According to Danish TV 2 News, it is common for participants to report that they attended but did not meet Thiel. Some defend Dialog and their participation in the events. Danish minister of health and ecclesiastical affairs Ida Auken, who has confirmed her participation in the 2026 event, wrote that she disagrees with what Thiel stands for but considers Dialog "a large conference that includes participants from across the political spectrum, business and organizations from all over the world with the express purpose of meeting people with very different backgrounds." General Stanley A. McChrystal, who attended two events "about a decade ago", said: "My experience was all positive—a gathering of thoughtful people across the political spectrum… and in my memory the gathering discussed almost every kind of subject but politics. Non-attribution was applied simply to encourage candor."

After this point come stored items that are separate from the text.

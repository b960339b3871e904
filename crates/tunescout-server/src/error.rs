//! API error types with HTTP status code mapping.
//!
//! [`ApiError`] is the unified error type for all API endpoints. It implements
//! `axum::response::IntoResponse` to produce structured JSON error responses
//! with appropriate HTTP status codes.

use axum::http::StatusCode;
use axum::response::{IntoResponse, Response};
use serde::Serialize;

/// Structured error detail in API responses.
#[derive(Debug, Clone, Serialize)]
pub struct ApiErrorDetail {
    /// Machine-readable error code (e.g., "NOT_FOUND", "BAD_REQUEST").
    pub code: String,
    /// Human-readable error message.
    pub message: String,
}

/// API errors with HTTP status code mapping.
#[derive(Debug, thiserror::Error)]
pub enum ApiError {
    /// Nothing usable came back from the provider (404).
    #[error("not found: {0}")]
    NotFound(String),

    /// Malformed or empty identifiers (400).
    #[error("bad request: {0}")]
    BadRequest(String),
}

impl ApiError {
    fn status_and_code(&self) -> (StatusCode, &'static str) {
        match self {
            ApiError::NotFound(_) => (StatusCode::NOT_FOUND, "NOT_FOUND"),
            ApiError::BadRequest(_) => (StatusCode::BAD_REQUEST, "BAD_REQUEST"),
        }
    }
}

impl IntoResponse for ApiError {
    fn into_response(self) -> Response {
        let (status, code) = self.status_and_code();
        let message = match self {
            ApiError::NotFound(msg) | ApiError::BadRequest(msg) => msg,
        };

        let detail = ApiErrorDetail {
            code: code.to_string(),
            message,
        };
        let body = serde_json::json!({
            "success": false,
            "error": detail,
        });

        (status, axum::Json(body)).into_response()
    }
}

impl From<tunescout_core::CoreError> for ApiError {
    fn from(err: tunescout_core::CoreError) -> Self {
        match &err {
            tunescout_core::CoreError::InvalidInput { .. } => ApiError::BadRequest(err.to_string()),
        }
    }
}

#[cfg(test)]
mod tests {
    use super::*;

    #[test]
    fn invalid_input_maps_to_bad_request() {
        let core = tunescout_core::normalize_artist_name("1234").unwrap_err();
        let err = ApiError::from(core);
        assert!(matches!(err, ApiError::BadRequest(ref msg) if msg.contains("1234")));
        assert_eq!(err.into_response().status(), StatusCode::BAD_REQUEST);
    }
}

Wired wrote that attendees "registered with personal or corporate accounts, placing their attendance outside the email systems subject to public-records laws." German documents show that in 2018, the politician Jens Spahn, then federal minister of health, traveled to Dialog in an official capacity. As he also met the Irish prime minister and minister for health during the same trip, he was asked by Green Party politician Irene Mihalic which appointment, the Dialog event or the meeting with Irish politicians, was the trip's focus. Spahn said, "It's important to me to exchange ideas with people who have different opinions than I do [...] I won't let anyone take away this openness." Spahn, who has attended the event five times, said he is unfamiliar with the term "Dialog Society" and has not met Thiel in the format of the event, as Thiel has not participated for many years.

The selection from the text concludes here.